Wednesday, November 15, 2006

 

JSH: More fun this way?

So it turns out that Tim Peters is doing something dumb, and it occurs to me that maybe I could explain more or even code the proper way to iterate with primes above x^{1/3} when calculating pi(x) with my prime counting function in its sieve form, but hey I already did all of that!

It's all old stuff.

That Christian Bau knew all of this and was STILL an obnoxious little turd.

So better to just leave it like it is, as the truth doesn't matter to you people.

My prime counting function can only be forced to look like Legendre's with stupid implementation.

For iterations above x^{1/3} it is equivalent to Meissel, which anyone with a modicum of mathematical knowledge and understanding about prime counting can easily verify.

Even David Ullrich was never stupid enough to say my prime counting function was exactly Legendre's, as he'd always say "essentially" the same.

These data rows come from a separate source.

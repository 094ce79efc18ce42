//! Plain-text formatting of a rendered report.
//!
//! We keep formatting code in one place so the report rules stay free of
//! presentation concerns and output changes are localized.

use crate::chart::{ChartKind, ChartSpec};
use crate::report::ReportOutput;

/// Format the whole output container for terminal printing.
pub fn format_report(output: &ReportOutput) -> String {
    match output {
        ReportOutput::Empty => "No report selected.\n".to_string(),
        ReportOutput::Alert(alert) => format!("!! {}\n", alert.message),
        ReportOutput::Charts(rows) => {
            let mut out = String::new();
            for (row_idx, row) in rows.iter().enumerate() {
                for (col_idx, chart) in row.charts.iter().enumerate() {
                    out.push_str(&format!("[{}.{}] ", row_idx + 1, col_idx + 1));
                    out.push_str(&format_chart(chart));
                    out.push('\n');
                }
            }
            out
        }
    }
}

/// Format one chart as a title line plus an aligned value table.
pub fn format_chart(chart: &ChartSpec) -> String {
    let mut out = String::new();
    out.push_str(&format!("{} ({})\n", chart.title, kind_label(chart.kind)));

    let x_header = match &chart.color_field {
        Some(color) => format!("{} / {}", chart.x_field, color),
        None => chart.x_field.clone(),
    };

    let labels: Vec<String> = chart
        .data
        .iter()
        .map(|d| match &d.group {
            Some(group) => format!("{} / {}", d.x, group),
            None => d.x.to_string(),
        })
        .collect();

    let width = labels
        .iter()
        .map(|l| l.chars().count())
        .chain(std::iter::once(x_header.chars().count()))
        .max()
        .unwrap_or(0);

    out.push_str(&format!("  {x_header:<width$}  {}\n", chart.y_field));

    let total = chart.total();
    for (label, datum) in labels.iter().zip(&chart.data) {
        if chart.kind == ChartKind::Pie && total > 0.0 {
            out.push_str(&format!(
                "  {label:<width$}  {:>14.2}  ({:>5.1}%)\n",
                datum.value,
                datum.value / total * 100.0
            ));
        } else {
            out.push_str(&format!("  {label:<width$}  {:>14.2}\n", datum.value));
        }
    }

    out
}

fn kind_label(kind: ChartKind) -> &'static str {
    match kind {
        ChartKind::Line => "line",
        ChartKind::Bar => "bar",
        ChartKind::Pie => "pie",
        ChartKind::GroupedBar => "grouped bar",
    }
}

/// Format the year dropdown options, one per line.
pub fn format_years(years: &[i32]) -> String {
    let mut out = String::new();
    for year in years {
        out.push_str(&format!("{year}\n"));
    }
    out
}

#[cfg(test)]
mod tests {
    use super::*;
    use crate::data::table::{record, table};
    use crate::domain::ReportMode;
    use crate::report::render_report;

    #[test]
    fn formats_pie_shares() {
        let t = table(vec![
            record(1980, "Jan", 1, "Sedan", 100.0, 75.0, 5.0),
            record(1980, "Feb", 1, "Truck", 100.0, 25.0, 5.0),
        ]);
        let output = render_report(&t, 1980, Some(ReportMode::Recession)).unwrap();
        let text = format_report(&output);

        assert!(text.contains("[2.1] Total Expenditure by Vehicle Type During the Recession of 1980 (pie)"));
        assert!(text.contains("75.0%"));
        assert!(text.contains("Unemployment Rate / Vehicle Type"));
    }

    #[test]
    fn formats_alert_and_empty() {
        let t = table(vec![record(1980, "Jan", 1, "Sedan", 100.0, 75.0, 5.0)]);
        let alert = render_report(&t, 1980, Some(ReportMode::Recession)).unwrap();
        assert!(format_report(&alert).starts_with("!! Attention!"));
        assert_eq!(format_report(&ReportOutput::Empty), "No report selected.\n");
    }

    #[test]
    fn formats_years_one_per_line() {
        assert_eq!(format_years(&[1980, 1981]), "1980\n1981\n");
    }
}
//! `autosales-dash` library crate.
//!
//! The binary (`autosales`) is a thin wrapper around this library so that:
//!
//! - the report rules and the controller are testable without spawning processes
//! - the terminal UI and the HTTP server share one implementation

pub mod aggregate;
pub mod app;
pub mod chart;
pub mod cli;
pub mod dashboard;
pub mod data;
pub mod domain;
pub mod error;
pub mod io;
pub mod logging;
pub mod plot;
pub mod report;
pub mod tui;
pub mod web;
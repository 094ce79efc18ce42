//! Plotters drawing of `ChartSpec`s.
//!
//! Drawing is generic over the Plotters backend so the same code paints into
//! the terminal buffer (`plotters-ratatui-backend`) and into SVG strings.
//! Categorical axes are laid out on integer positions `0..n`; tick labels are
//! mapped back to category names by the label formatter.

use std::f64::consts::{FRAC_PI_2, TAU};
use std::ops::Range;

use plotters::coord::Shift;
use plotters::coord::types::RangedCoordf64;
use plotters::prelude::*;

use crate::chart::{BarGaps, ChartKind, ChartSpec};

pub mod svg;

pub use svg::render_svg;

/// Series palette (plotly-like qualitative colors).
pub const PALETTE: [RGBColor; 10] = [
    RGBColor(99, 110, 250),
    RGBColor(239, 85, 59),
    RGBColor(0, 204, 150),
    RGBColor(171, 99, 250),
    RGBColor(255, 161, 90),
    RGBColor(25, 211, 243),
    RGBColor(255, 102, 146),
    RGBColor(182, 232, 128),
    RGBColor(255, 151, 255),
    RGBColor(254, 203, 82),
];

pub fn palette(index: usize) -> RGBColor {
    PALETTE[index % PALETTE.len()]
}

/// Backend-dependent styling.
#[derive(Debug, Clone, Copy)]
pub struct Theme {
    pub foreground: RGBColor,
    pub background: Option<RGBColor>,
    /// Draw the chart title inside the drawing area.
    pub caption: bool,
    pub caption_size: f64,
    pub label_size: f64,
    pub margin: u32,
    pub x_label_area: u32,
    pub y_label_area: u32,
    pub max_x_labels: usize,
}

impl Theme {
    /// Terminal cells are low-res: compact label areas, no caption (the
    /// surrounding block carries the title).
    pub fn terminal() -> Self {
        Self {
            foreground: WHITE,
            background: None,
            caption: false,
            caption_size: 10.0,
            label_size: 10.0,
            margin: 1,
            x_label_area: 3,
            y_label_area: 8,
            max_x_labels: 6,
        }
    }

    pub fn light() -> Self {
        Self {
            foreground: RGBColor(42, 63, 95),
            background: Some(WHITE),
            caption: true,
            caption_size: 17.0,
            label_size: 12.0,
            margin: 12,
            x_label_area: 40,
            y_label_area: 60,
            max_x_labels: 12,
        }
    }
}

type Chart2d<'a, DB> = ChartContext<'a, DB, Cartesian2d<RangedCoordf64, RangedCoordf64>>;
type DrawResult<DB> = Result<(), DrawingAreaErrorKind<<DB as DrawingBackend>::ErrorType>>;

/// Draw one chart into `root`.
pub fn draw_chart<DB: DrawingBackend>(
    root: &DrawingArea<DB, Shift>,
    spec: &ChartSpec,
    theme: &Theme,
) -> DrawResult<DB> {
    if let Some(bg) = theme.background {
        root.fill(&bg)?;
    }

    match spec.kind {
        ChartKind::Line => draw_line(root, spec, theme),
        ChartKind::Bar => draw_bars(root, spec, theme),
        ChartKind::GroupedBar => draw_grouped_bars(root, spec, theme),
        ChartKind::Pie => draw_pie(root, spec, theme),
    }
}

fn build_chart<'a, DB: DrawingBackend>(
    root: &'a DrawingArea<DB, Shift>,
    spec: &ChartSpec,
    theme: &Theme,
    x: Range<f64>,
    y: Range<f64>,
    axes: bool,
) -> Result<Chart2d<'a, DB>, DrawingAreaErrorKind<DB::ErrorType>> {
    let mut builder = ChartBuilder::on(root);
    builder.margin(theme.margin);
    if axes {
        builder
            .set_label_area_size(LabelAreaPosition::Left, theme.y_label_area)
            .set_label_area_size(LabelAreaPosition::Bottom, theme.x_label_area);
    }
    if theme.caption {
        builder.caption(
            spec.title.as_str(),
            ("sans-serif", theme.caption_size)
                .into_font()
                .color(&theme.foreground),
        );
    }
    builder.build_cartesian_2d(x, y)
}

fn draw_axes<DB: DrawingBackend>(
    chart: &mut Chart2d<'_, DB>,
    spec: &ChartSpec,
    theme: &Theme,
    categories: &[String],
) -> DrawResult<DB> {
    let fmt_x = |v: &f64| category_label(categories, *v);
    let fmt_y = |v: &f64| format_tick(*v);

    chart
        .configure_mesh()
        .disable_x_mesh()
        .disable_y_mesh()
        .x_desc(spec.x_field.as_str())
        .y_desc(spec.y_field.as_str())
        .x_labels(categories.len().clamp(1, theme.max_x_labels))
        .y_labels(5)
        .x_label_formatter(&fmt_x)
        .y_label_formatter(&fmt_y)
        .label_style(("sans-serif", theme.label_size).into_font().color(&theme.foreground))
        .axis_desc_style(("sans-serif", theme.label_size).into_font().color(&theme.foreground))
        .axis_style(&theme.foreground)
        .bold_line_style(&theme.foreground)
        .draw()
}

fn draw_line<DB: DrawingBackend>(
    root: &DrawingArea<DB, Shift>,
    spec: &ChartSpec,
    theme: &Theme,
) -> DrawResult<DB> {
    let categories = spec.categories();
    let values: Vec<f64> = spec.data.iter().map(|d| d.value).collect();
    let y = value_bounds(&values, false);

    let mut chart = build_chart(root, spec, theme, category_range(categories.len()), y, true)?;
    draw_axes(&mut chart, spec, theme, &categories)?;

    let color = palette(0);
    let points = values.iter().enumerate().map(|(i, v)| (i as f64, *v));
    chart.draw_series(LineSeries::new(points.clone(), &color))?;
    chart.draw_series(points.map(|p| Pixel::new(p, color)))?;
    Ok(())
}

fn draw_bars<DB: DrawingBackend>(
    root: &DrawingArea<DB, Shift>,
    spec: &ChartSpec,
    theme: &Theme,
) -> DrawResult<DB> {
    let categories = spec.categories();
    let values: Vec<f64> = spec.data.iter().map(|d| d.value).collect();
    let y = value_bounds(&values, true);
    let gaps = spec.gaps.unwrap_or_default();
    let half = (1.0 - gaps.bar_gap).clamp(0.05, 1.0) / 2.0;

    let mut chart = build_chart(root, spec, theme, category_range(categories.len()), y, true)?;
    draw_axes(&mut chart, spec, theme, &categories)?;

    let style = palette(0).filled();
    chart.draw_series(values.iter().enumerate().map(|(i, v)| {
        let x = i as f64;
        Rectangle::new([(x - half, 0.0), (x + half, *v)], style)
    }))?;
    Ok(())
}

fn draw_grouped_bars<DB: DrawingBackend>(
    root: &DrawingArea<DB, Shift>,
    spec: &ChartSpec,
    theme: &Theme,
) -> DrawResult<DB> {
    let categories = spec.categories();
    let groups = spec.groups();
    let values: Vec<f64> = spec.data.iter().map(|d| d.value).collect();
    let y = value_bounds(&values, true);
    let gaps = spec.gaps.unwrap_or_default();

    let mut chart = build_chart(root, spec, theme, category_range(categories.len()), y, true)?;
    draw_axes(&mut chart, spec, theme, &categories)?;

    let bars = spec.data.iter().filter_map(|d| {
        let slot = categories.iter().position(|c| *c == d.x.to_string())?;
        let group = d
            .group
            .as_ref()
            .and_then(|g| groups.iter().position(|name| *name == g.to_string()))
            .unwrap_or(0);
        let (x0, x1) = grouped_bar_span(slot, group, groups.len().max(1), gaps);
        Some(Rectangle::new([(x0, 0.0), (x1, d.value)], palette(group).filled()))
    });
    chart.draw_series(bars)?;
    Ok(())
}

fn draw_pie<DB: DrawingBackend>(
    root: &DrawingArea<DB, Shift>,
    spec: &ChartSpec,
    theme: &Theme,
) -> DrawResult<DB> {
    let mut chart = build_chart(root, spec, theme, -1.1..1.1, -1.1..1.1, false)?;

    let wedges = pie_wedges(&spec.data.iter().map(|d| d.value).collect::<Vec<_>>());
    chart.draw_series(
        wedges
            .into_iter()
            .map(|(idx, points)| Polygon::new(points, palette(idx).filled())),
    )?;
    Ok(())
}

/// `[-0.5, n - 0.5]` so each category sits centered on its integer slot.
fn category_range(n: usize) -> Range<f64> {
    -0.5..(n.max(1) as f64 - 0.5)
}

/// Tick label for a categorical axis: the category at an integer position, blank otherwise.
fn category_label(categories: &[String], v: f64) -> String {
    let idx = v.round();
    if (v - idx).abs() > 1e-6 || idx < 0.0 {
        return String::new();
    }
    categories.get(idx as usize).cloned().unwrap_or_default()
}

fn format_tick(v: f64) -> String {
    if v.abs() >= 10_000.0 {
        format!("{:.0}k", v / 1000.0)
    } else if v.abs() >= 100.0 || v == v.trunc() {
        format!("{v:.0}")
    } else {
        format!("{v:.2}")
    }
}

/// Padded value bounds; bar charts always include zero.
pub fn value_bounds(values: &[f64], include_zero: bool) -> Range<f64> {
    let (mut lo, mut hi) = (f64::INFINITY, f64::NEG_INFINITY);
    for &v in values.iter().filter(|v| v.is_finite()) {
        lo = lo.min(v);
        hi = hi.max(v);
    }
    if include_zero {
        lo = lo.min(0.0);
        hi = hi.max(0.0);
    }
    if !lo.is_finite() || !hi.is_finite() {
        return 0.0..1.0;
    }
    if hi <= lo {
        let pad = (hi.abs() * 0.1).max(1.0);
        return (lo - pad)..(hi + pad);
    }

    let pad = (hi - lo) * 0.05;
    let lo = if include_zero && lo >= 0.0 { 0.0 } else { lo - pad };
    lo..(hi + pad)
}

/// Horizontal extent of one bar inside a category slot.
///
/// The slot keeps `bar_gap` free between categories; each of the `n_groups`
/// bars then keeps `group_gap` of its share free.
pub fn grouped_bar_span(slot: usize, group: usize, n_groups: usize, gaps: BarGaps) -> (f64, f64) {
    let slot_width = (1.0 - gaps.bar_gap).clamp(0.05, 1.0);
    let share = slot_width / n_groups as f64;
    let bar_width = share * (1.0 - gaps.group_gap).clamp(0.05, 1.0);

    let left = slot as f64 - slot_width / 2.0 + share * group as f64 + (share - bar_width) / 2.0;
    (left, left + bar_width)
}

/// Unit-circle wedges, clockwise from 12 o'clock, tagged with the datum index.
///
/// Non-positive values get no wedge.
pub fn pie_wedges(values: &[f64]) -> Vec<(usize, Vec<(f64, f64)>)> {
    let total: f64 = values.iter().filter(|v| **v > 0.0 && v.is_finite()).sum();
    if total <= 0.0 {
        return Vec::new();
    }

    let mut out = Vec::new();
    let mut start = FRAC_PI_2;
    for (idx, &v) in values.iter().enumerate() {
        if !(v > 0.0 && v.is_finite()) {
            continue;
        }
        let sweep = v / total * TAU;
        let steps = ((sweep / TAU) * 72.0).ceil().max(2.0) as usize;

        let mut points = Vec::with_capacity(steps + 2);
        points.push((0.0, 0.0));
        for s in 0..=steps {
            let angle = start - sweep * s as f64 / steps as f64;
            points.push((angle.cos(), angle.sin()));
        }
        out.push((idx, points));
        start -= sweep;
    }
    out
}

#[cfg(test)]
mod tests {
    use super::*;

    #[test]
    fn category_labels_only_on_integer_ticks() {
        let cats = vec!["Jan".to_string(), "Feb".to_string()];
        assert_eq!(category_label(&cats, 0.0), "Jan");
        assert_eq!(category_label(&cats, 1.0), "Feb");
        assert_eq!(category_label(&cats, 0.5), "");
        assert_eq!(category_label(&cats, 2.0), "");
        assert_eq!(category_label(&cats, -1.0), "");
    }

    #[test]
    fn bar_bounds_include_zero() {
        let r = value_bounds(&[10.0, 20.0], true);
        assert_eq!(r.start, 0.0);
        assert!(r.end > 20.0);

        let r = value_bounds(&[10.0, 20.0], false);
        assert!(r.start < 10.0 && r.start > 0.0);
    }

    #[test]
    fn degenerate_bounds_are_widened() {
        let r = value_bounds(&[5.0], false);
        assert!(r.start < 5.0 && r.end > 5.0);
        assert_eq!(value_bounds(&[], false), 0.0..1.0);
    }

    #[test]
    fn grouped_bars_stay_inside_their_slot() {
        let gaps = BarGaps {
            bar_gap: 0.02,
            group_gap: 0.1,
        };
        let (l0, r0) = grouped_bar_span(3, 0, 2, gaps);
        let (l1, r1) = grouped_bar_span(3, 1, 2, gaps);

        assert!(l0 >= 3.0 - 0.5 && r1 <= 3.0 + 0.5);
        assert!(r0 < l1);
        assert!(((r0 - l0) - (r1 - l1)).abs() < 1e-12);
    }

    #[test]
    fn pie_wedges_cover_the_circle() {
        let wedges = pie_wedges(&[3.0, 0.0, 1.0]);
        assert_eq!(wedges.len(), 2);
        assert_eq!(wedges[0].0, 0);
        assert_eq!(wedges[1].0, 2);

        // First wedge starts at 12 o'clock; the last ends back there.
        let first = &wedges[0].1;
        assert!((first[1].0).abs() < 1e-9 && (first[1].1 - 1.0).abs() < 1e-9);
        let last = wedges[1].1.last().unwrap();
        assert!((last.0).abs() < 1e-9 && (last.1 - 1.0).abs() < 1e-9);

        assert!(pie_wedges(&[0.0, -1.0]).is_empty());
    }
}
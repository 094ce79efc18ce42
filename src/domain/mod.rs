//! Domain types used throughout the dashboard.
//!
//! This module defines:
//!
//! - the loaded row type (`SalesRecord`) and its column catalogue (`Column`)
//! - grouping keys (`GroupKey`)
//! - the report selector (`ReportMode`) and runtime configuration

pub mod types;

pub use types::*;
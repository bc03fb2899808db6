pub mod builder;
pub mod generator;
pub mod tables;

pub use builder::GridBuilder;
pub use generator::{GridGenerator, GridOutput, OutputShape};
pub use tables::{SpacingSummary, SpacingTables};

/// Decimal places kept for channel frequency and wavelength.
pub const CHANNEL_DECIMALS: i32 = 4;

/// Largest number of base-grid steps a band may span, and the largest offset of a band
/// edge from the reference frequency, in steps.
pub const MAX_INDEX_SPAN: i64 = 100_000;
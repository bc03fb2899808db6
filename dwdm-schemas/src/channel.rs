use serde::{Deserialize, Serialize};

/// A single nominal channel of the grid.
///
/// `index` is the signed offset from the reference frequency in units of the granularity.
/// `frequency` (THz) and `wavelength` (nm) are rounded to four decimal places.
#[derive(Debug, Clone, Copy, PartialEq, Serialize, Deserialize)]
pub struct Channel {
    pub index: i64,
    pub frequency: f64,
    pub wavelength: f64,
}
//! Frequency/wavelength conversion in vacuum.

use crate::error::GridError;

/// Rounds `value` to `decimals` decimal places, half away from zero.
pub fn round_to(value: f64, decimals: i32) -> f64 {
    let factor = 10f64.powi(decimals);
    (value * factor).round() / factor
}

/// Converts a frequency in THz to a wavelength in nm, `lambda = c / f`.
///
/// `speed_of_light` is in m/s. Fails for a non-positive or non-finite frequency.
pub fn frequency_to_wavelength_nm(speed_of_light: f64, frequency_thz: f64) -> Result<f64, GridError> {
    if !frequency_thz.is_finite() || frequency_thz <= 0.0 {
        return Err(GridError::NonPositiveFrequency(frequency_thz));
    }
    Ok((speed_of_light / (frequency_thz * 1e12)) * 1e9)
}

/// Converts a wavelength in nm to a frequency in THz, `f = c / lambda`.
pub fn wavelength_to_frequency_thz(speed_of_light: f64, wavelength_nm: f64) -> Result<f64, GridError> {
    if !wavelength_nm.is_finite() || wavelength_nm <= 0.0 {
        return Err(GridError::NonPositiveWavelength(wavelength_nm));
    }
    Ok(speed_of_light / (wavelength_nm * 1e-9) / 1e12)
}
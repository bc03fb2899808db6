use serde::{Deserialize, Serialize};

/// One row of the merged ITU table.
///
/// Each `f_*` column holds the channel frequency when the index belongs to that spacing and
/// `None` otherwise, so absence is explicit instead of a repeated value.
#[derive(Debug, Clone, Copy, PartialEq, Serialize, Deserialize)]
pub struct ItuTableRow {
    pub index: i64,
    pub f_12: Option<f64>,
    pub f_25: Option<f64>,
    pub f_100: Option<f64>,
    pub f_50: Option<f64>,
    pub wavelength: f64,
}
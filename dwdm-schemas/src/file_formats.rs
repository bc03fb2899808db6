use crate::config::{FlexibleBand, GridConfig};
use serde::Deserialize;

/// Top-level layout of a grid configuration file.
#[derive(Debug, Deserialize)]
pub struct GridConfigFile {
    pub schema_version: String,
    #[serde(default)]
    pub grid: GridConfig,
    #[serde(default)]
    pub flexible_band: FlexibleBand,
    #[serde(default = "default_flexible_widths")]
    pub flexible_widths_ghz: Vec<f64>,
}

fn default_flexible_widths() -> Vec<f64> {
    vec![50.0]
}

impl Default for GridConfigFile {
    fn default() -> Self {
        Self {
            schema_version: "1.0".to_string(),
            grid: GridConfig::default(),
            flexible_band: FlexibleBand::default(),
            flexible_widths_ghz: default_flexible_widths(),
        }
    }
}
pub mod channel;
pub mod config;
pub mod file_formats;
pub mod flexible;
pub mod spacing;
pub mod table;
use anyhow::{bail, Context, Result};
use dwdm_core::grid::{GridBuilder, GridGenerator};
use dwdm_schemas::{
    config::{FlexibleBand, GridConfig},
    file_formats::GridConfigFile,
};
use std::{fs, path::Path};

/// Grid settings resolved from a YAML file, or the ITU defaults when no file is given.
#[derive(Debug, Clone)]
pub struct GridSettings {
    pub grid: GridConfig,
    pub flexible_band: FlexibleBand,
    pub flexible_widths_ghz: Vec<f64>,
}

impl Default for GridSettings {
    fn default() -> Self {
        Self::from_file(GridConfigFile::default())
    }
}

impl GridSettings {
    /// Loads settings from `path`, or returns the defaults when `path` is `None`.
    pub fn load(path: Option<&Path>) -> Result<Self> {
        let Some(path) = path else {
            println!("[Config] No configuration file given, using ITU defaults.");
            return Ok(Self::default());
        };

        println!("[Config] Loading grid configuration from '{}'...", path.display());
        let content = fs::read_to_string(path)
            .with_context(|| format!("Failed to read configuration file: {}", path.display()))?;
        Self::from_yaml(&content).with_context(|| format!("Failed to parse YAML from {:?}", path))
    }

    pub fn from_yaml(content: &str) -> Result<Self> {
        let file: GridConfigFile = serde_yaml::from_str(content)?;
        let major = file.schema_version.split('.').next().unwrap_or_default();
        if major != "1" {
            bail!("Unsupported schema_version '{}', expected 1.x", file.schema_version);
        }
        Ok(Self::from_file(file))
    }

    fn from_file(file: GridConfigFile) -> Self {
        Self {
            grid: file.grid,
            flexible_band: file.flexible_band,
            flexible_widths_ghz: file.flexible_widths_ghz,
        }
    }

    /// Validates the settings and builds the generator.
    pub fn generator(&self) -> Result<GridGenerator> {
        GridBuilder::new()
            .with_config(self.grid)
            .with_flexible_band(self.flexible_band)
            .build()
            .context("Invalid grid configuration")
    }
}

#[cfg(test)]
mod tests {
    use super::*;
    use dwdm_schemas::config::IndexRounding;

    #[test]
    fn shipped_file_matches_defaults() {
        let settings = GridSettings::from_yaml(include_str!("../grid.yaml")).unwrap();
        assert_eq!(settings.grid, GridConfig::default());
        assert_eq!(settings.flexible_band, FlexibleBand::default());
        assert_eq!(settings.flexible_widths_ghz, vec![50.0]);
    }

    #[test]
    fn partial_file_overrides_only_named_fields() {
        let yaml = r#"
schema_version: "1.2"
grid:
  frequency_max: 194.0
  index_rounding: truncate
flexible_widths_ghz: [37.5, 75.0]
"#;
        let settings = GridSettings::from_yaml(yaml).unwrap();
        assert_eq!(settings.grid.frequency_max, 194.0);
        assert_eq!(settings.grid.frequency_min, 184.5);
        assert_eq!(settings.grid.index_rounding, IndexRounding::Truncate);
        assert_eq!(settings.flexible_widths_ghz, vec![37.5, 75.0]);
    }

    #[test]
    fn unknown_schema_version_is_rejected() {
        assert!(GridSettings::from_yaml("schema_version: \"2.0\"\n").is_err());
    }

    #[test]
    fn invalid_granularity_fails_at_build() {
        let yaml = "schema_version: \"1.0\"\ngrid:\n  granularity: 0.0\n";
        let settings = GridSettings::from_yaml(yaml).unwrap();
        assert!(settings.generator().is_err());
    }
}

So the later sci.math'ers coming into the argument are just dumber than earlier ones, and did not read the history of the debates in this area, or didn't read them carefully enough.

In its sieve form—properly implemented—my prime counting function blows Legendre's away.

And I have properly implemented it in my PrimeCountH.java program, where for primes over the transition point (even in the code it talks about the transition point), the program pulls out the count of primes directly from memory.

All of which just prove my point—the math world is about group processes.

You people do not care what is mathematically true, but only about playing follow the leader along paths laid out for you by someone else.

So even stupid math makes great sense to you! And you believe even blatantly wrong things—which other posters got right years ago—when the right person for the job comes along and tells it to you.

And Tim Peters was the right person for the job.